I consider myself a pretty ambitious person. There are things I want to accomplish, people I want to influence, and places I want to see. But it is easy to get overwhelmed between all of the options on the table and overwhelmed with trying to get from A-to-Z in my big goals.

TL;DR — I tried out “self-authoring” this summer on a whim and found it to be the highest payoff thing I did. I am more focused, more alert, and more productive towards the achievement of my goals than before. The program is available here.


I used to dismiss goal setting tools and workshops. When asked why, I would hide it behind a veneer of looking down on something that was “too self-helpy” or something that too many people talked about doing. I imagined that goal setting and explicit plan making were really only things that losers did because they did not have the willpower to keep track of their goals on their own on a day-to-day basis.

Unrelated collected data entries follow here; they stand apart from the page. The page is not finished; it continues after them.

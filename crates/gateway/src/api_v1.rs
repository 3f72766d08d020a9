//! HTTP API v1: per-browser chat sessions over uploaded documents.
//!
//! Endpoints (nested under `/v1`):
//!
//! - `POST   /sessions`                       Create a session
//! - `GET    /sessions/{id}`                  Connectivity, retention, stats
//! - `GET    /sessions/{id}/files`            List uploaded files
//! - `POST   /sessions/{id}/files?name=...`   Upload a file (raw body)
//! - `DELETE /sessions/{id}/files`            Remove all files
//! - `DELETE /sessions/{id}/files/{name}`     Remove one file
//! - `GET    /sessions/{id}/selection`        Files attached to prompts
//! - `PUT    /sessions/{id}/selection`        Replace the selection
//! - `POST   /sessions/{id}/chat`             Ask about the selected files
//! - `GET    /sessions/{id}/messages`         Conversation log
//! - `DELETE /sessions/{id}/messages`         Clear chat history
//! - `POST   /sessions/{id}/conversations`    Start a new conversation
//! - `GET    /sessions/{id}/export`           Download the transcript

use axum::{
    Router,
    body::Body,
    extract::{Path, Query, State},
    http::{HeaderMap, StatusCode, header},
    response::{IntoResponse, Json, Response},
    routing::{delete, get, post},
};
use chrono::{DateTime, Utc};
use serde::{Deserialize, Serialize};
use std::collections::HashMap;
use std::sync::Arc;
use tokio::sync::{Mutex, RwLock};
use tracing::{info, warn};

use docchat_agent::{Connectivity, Session, SessionFactory, SessionId, SessionStats};
use docchat_core::error::{Error, FileError};
use docchat_core::file::UploadedFile;
use docchat_core::message::Message;

// ── State ─────────────────────────────────────────────────────────────────

/// One session, locked for the whole of each request that touches it.
pub type SharedSession = Arc<Mutex<Session>>;

struct SessionSlot {
    created_at: DateTime<Utc>,
    session: SharedSession,
}

/// Shared state for the v1 API.
pub struct ApiV1State {
    pub factory: SessionFactory,
    /// Oldest sessions are evicted beyond this many.
    pub max_sessions: usize,
    sessions: RwLock<HashMap<SessionId, SessionSlot>>,
}
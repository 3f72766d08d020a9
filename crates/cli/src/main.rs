//! DocChat CLI: the main entry point.
//!
//! Commands:
//! - `init`    Write a starter config file
//! - `serve`   Start the web UI and HTTP API
//! - `chat`    Interactive terminal chat, or a one-shot question
//! - `status`  Show configuration and connectivity

use std::path::PathBuf;

use clap::{Parser, Subcommand};

mod commands;

#[derive(Parser)]
#[command(
    name = "docchat",
    about = "DocChat: ask a Gemini model questions about your documents",
    version
)]
struct Cli {
    #[command(subcommand)]
    command: Commands,

    /// Enable verbose logging
    #[arg(short, long, global = true)]
    verbose: bool,
}

#[derive(Subcommand)]
enum Commands {
    /// Write the default config file
    Init {
        /// Overwrite an existing config file
        #[arg(long)]
        force: bool,
    },

    /// Start the web UI and HTTP API
    Serve {
        /// Override the port
        #[arg(short, long)]
        port: Option<u16>,
    },

    /// Chat about documents in the terminal
    Chat {
        /// Upload these files (and select them) before chatting
        #[arg(short, long = "file")]
        files: Vec<PathBuf>,

        /// Ask a single question and exit instead of entering interactive mode
        #[arg(short, long)]
        message: Option<String>,
    },

    /// Show configuration and connectivity
    Status,
}

#[tokio::main]
async fn main() -> Result<(), Box<dyn std::error::Error>> {
    let cli = Cli::parse();

    // Initialize tracing
    let filter = if cli.verbose { "debug" } else { "info" };
    tracing_subscriber::fmt()
        .with_env_filter(
            tracing_subscriber::EnvFilter::try_from_default_env()
                .unwrap_or_else(|_| tracing_subscriber::EnvFilter::new(filter)),
        )
        .with_target(false)
        .with_writer(std::io::stderr)
        .init();

    match cli.command {
        Commands::Init { force } => commands::init::run(force).await?,
        Commands::Serve { port } => commands::serve::run(port).await?,
        Commands::Chat { files, message } => commands::chat::run(files, message).await?,
        Commands::Status => commands::status::run().await?,
    }

    Ok(())
}
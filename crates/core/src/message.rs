//! Message and ConversationLog domain types.
//!
//! User submits a prompt → a `User` message is logged → the model answers →
//! an `Assistant` message is logged. Messages never change once appended;
//! the log is only ever extended or wiped.

use chrono::{DateTime, Utc};
use serde::{Deserialize, Serialize};
use uuid::Uuid;

/// The role of a message sender in a conversation.
#[derive(Debug, Clone, Copy, PartialEq, Eq, Serialize, Deserialize)]
#[serde(rename_all = "lowercase")]
pub enum Role {
    /// The end user
    User,
    /// The AI assistant
    Assistant,
}

impl Role {
    pub fn as_str(&self) -> &'static str {
        match self {
            Role::User => "user",
            Role::Assistant => "assistant",
        }
    }
}

impl std::fmt::Display for Role {
    fn fmt(&self, f: &mut std::fmt::Formatter<'_>) -> std::fmt::Result {
        f.write_str(self.as_str())
    }
}

/// A single message in a conversation.
#[derive(Debug, Clone, PartialEq, Serialize, Deserialize)]
pub struct Message {
    /// Unique message ID
    pub id: String,

    /// Who sent this message
    pub role: Role,

    /// The text content
    pub content: String,

    /// Names of the files that were selected when the message was sent
    #[serde(default)]
    pub context_files: Vec<String>,

    pub timestamp: DateTime<Utc>,
}

impl Message {
    fn new(role: Role, content: String, context_files: Vec<String>) -> Self {
        Self {
            id: Uuid::new_v4().to_string(),
            role,
            content,
            context_files,
            timestamp: Utc::now(),
        }
    }

    /// Create a new user message.
    pub fn user(content: impl Into<String>, context_files: Vec<String>) -> Self {
        Self::new(Role::User, content.into(), context_files)
    }

    /// Create a new assistant message.
    pub fn assistant(content: impl Into<String>, context_files: Vec<String>) -> Self {
        Self::new(Role::Assistant, content.into(), context_files)
    }

    /// An assistant message that carries no file context (errors, notices).
    pub fn notice(content: impl Into<String>) -> Self {
        Self::new(Role::Assistant, content.into(), Vec::new())
    }
}

/// Ordered, append-only record of one conversation.
#[derive(Debug, Clone, Default, Serialize, Deserialize)]
pub struct ConversationLog {
    messages: Vec<Message>,
}

impl ConversationLog {
    pub fn new() -> Self {
        Self::default()
    }

    /// Add a message to the end of the log.
    pub fn append(&mut self, message: Message) {
        self.messages.push(message);
    }

    /// Drop every message.
    pub fn clear(&mut self) {
        self.messages.clear();
    }

    pub fn messages(&self) -> &[Message] {
        &self.messages
    }

    pub fn len(&self) -> usize {
        self.messages.len()
    }

    pub fn is_empty(&self) -> bool {
        self.messages.is_empty()
    }

    /// Plain-text transcript: one `ROLE: content` line per message.
    pub fn export(&self) -> String {
        self.messages
            .iter()
            .map(|m| format!("{}: {}", m.role.as_str().to_uppercase(), m.content))
            .collect::<Vec<_>>()
            .join("\n")
    }
}

/// Download name of a transcript exported at `at`.
pub fn transcript_filename(at: DateTime<Utc>) -> String {
    format!("chat_history_{}.txt", at.timestamp())
}
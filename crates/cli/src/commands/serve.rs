//! `docchat serve`: start the web UI and HTTP API.

use docchat_config::AppConfig;

pub async fn run(port_override: Option<u16>) -> Result<(), Box<dyn std::error::Error>> {
    let mut config = AppConfig::load().map_err(|e| format!("Failed to load config: {e}"))?;

    if let Some(port) = port_override {
        config.gateway.port = port;
    }

    println!("🤖 DocChat");
    println!("   Open:   http://{}:{}", config.gateway.host, config.gateway.port);
    println!("   Model:  {}", config.model);
    if !config.has_api_key() {
        println!("   ⚠️  No API key configured; sessions will report a connection error");
    }

    docchat_gateway::start(config).await?;

    Ok(())
}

Then I actually tried it. At first, I tried it in a workshop that I attended in March and was surprised by how much more detail I got on a few things that I had struggled with before:

  1. What my next, immediate action items are. I knew what I wanted to get at and I knew some of the things I had to do to get there, but sometimes I would find myself struggling to find what the next highest-leverage action items were.
  2. What I was really trying to aim for. In the trenches of day-to-day life, it’s easy to lose sight of what you actually set your goals for. Maybe you want to earn $50,000 next quarter…but why? What is that going to bring you? Knowing your reasons makes your striving for these things easier when things get difficult.
  3. The resources I had available to make this happen. Often, people think about their goals or ambitions passively. They go about their day-to-day hoping that things will align for them to get closer to their goals. Actually sitting down, thinking about these goals, and writing about them forces you to get clear about the resources you have available right now.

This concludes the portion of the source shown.